La première session de formation a regroupé 400 vétérinaires sanitaires du sud de la France en septembre 2005 autour du thème de la fièvre catarrhale ovine. Je souhaite saluer ici l'efficacité de l'organisation de cette session pilote qui a reposé sur la forte implication de l'Ecole Nationale des Services Vétérinaires (ENSV). Sa réussite tient aussi au volontarisme des formateurs de la Société Nationale des Groupements Techniques Vétérinaires (SNGTV) et des 22 Directions Départementales des Services Vétérinaires concernées. La forte participation constatée et l'enregistrement d'un indice de satisfaction élevé chez les participants montrent que la formule est bonne. La prochaine session de formation sera consacrée à l'influenza aviaire.
Conclusion
Monsieur le Président, je conclurai mon propos sur une note plus optimiste que la votre. La profession vétérinaire est partie intégrante au dispositif sanitaire français reconnu comme l'un des meilleurs du monde. C'est lié à la qualité de notre formation, mais aussi à l'originalité de notre organisation, notamment les relations privilégiées des vétérinaires avec les éleveurs et avec l'Etat.

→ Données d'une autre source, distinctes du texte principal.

//! Interactive shell over a [`Session`](crate::Session).

pub mod commands;
pub mod output;
pub mod shell;

pub use shell::{run_cli, CliError};
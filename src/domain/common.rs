use std::fmt;

use serde::{Deserialize, Deserializer, Serialize};

/// Supplies a presentation-ready label for UI or logs.
pub trait Displayable {
    fn display_label(&self) -> String;
}

macro_rules! opaque_id {
    ($(#[$meta:meta])* $name:ident) => {
        $(#[$meta])*
        #[derive(Debug, Clone, PartialEq, Eq, Hash, PartialOrd, Ord, Serialize)]
        #[serde(transparent)]
        pub struct $name(String);

        impl $name {
            pub fn new(raw: impl Into<String>) -> Self {
                Self(raw.into())
            }

            pub fn as_str(&self) -> &str {
                &self.0
            }
        }

        impl fmt::Display for $name {
            fn fmt(&self, f: &mut fmt::Formatter<'_>) -> fmt::Result {
                f.pad(&self.0)
            }
        }

        impl From<&str> for $name {
            fn from(raw: &str) -> Self {
                Self::new(raw)
            }
        }

        impl From<String> for $name {
            fn from(raw: String) -> Self {
                Self(raw)
            }
        }

        impl<'de> Deserialize<'de> for $name {
            fn deserialize<D>(deserializer: D) -> Result<Self, D::Error>
            where
                D: Deserializer<'de>,
            {
                RawId::deserialize(deserializer).map(|raw| Self(raw.into_string()))
            }
        }
    };
}

opaque_id!(
    /// Backend-assigned semester identifier.
    SemesterId
);

opaque_id!(
    /// Backend-assigned transaction identifier.
    TransactionId
);

/// Backends are free to send identifiers as strings or integers; both are kept as text.
#[derive(Deserialize)]
#[serde(untagged)]
enum RawId {
    Text(String),
    Integer(i64),
}

impl RawId {
    fn into_string(self) -> String {
        match self {
            RawId::Text(text) => text,
            RawId::Integer(value) => value.to_string(),
        }
    }
}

Vous avez des sujets de préoccupation légitimes sur lesquelles je m'engage. La réforme des modalités de la surveillance sanitaire ne se fera ni en un jour, ni sans une volonté de collaboration forte du SNVEL. Vous devez envisager les perspectives d'avenir avec une vision positive et pro-active et non sur la défense d'une situation passée qui est nécessairement dépassée.
Les vétérinaires ne sont pas sollicités uniquement en cas de crise. Les chantiers que nous avons ouverts ensemble et votre implication systématique dans toutes les réflexions et les mesures engagées par le Ministère de l'agriculture prouvent que je souhaite mettre en place une politique cohérente en ce qui concerne la profession vétérinaire, dans le respect de toutes ses pratiques et toutes ses modalités d'exercice.
La menace actuelle de l'influenza aviaire vient nous rappeler que nous devons rester vigilants. Les vétérinaires sanitaires ont un rôle technique à jouer pour surveiller, détecter et lutter contre la maladie. Ils ont également un rôle d'information capital auprès de nos concitoyens. Nous devons nous mobiliser. Je compte avec confiance sur votre implication.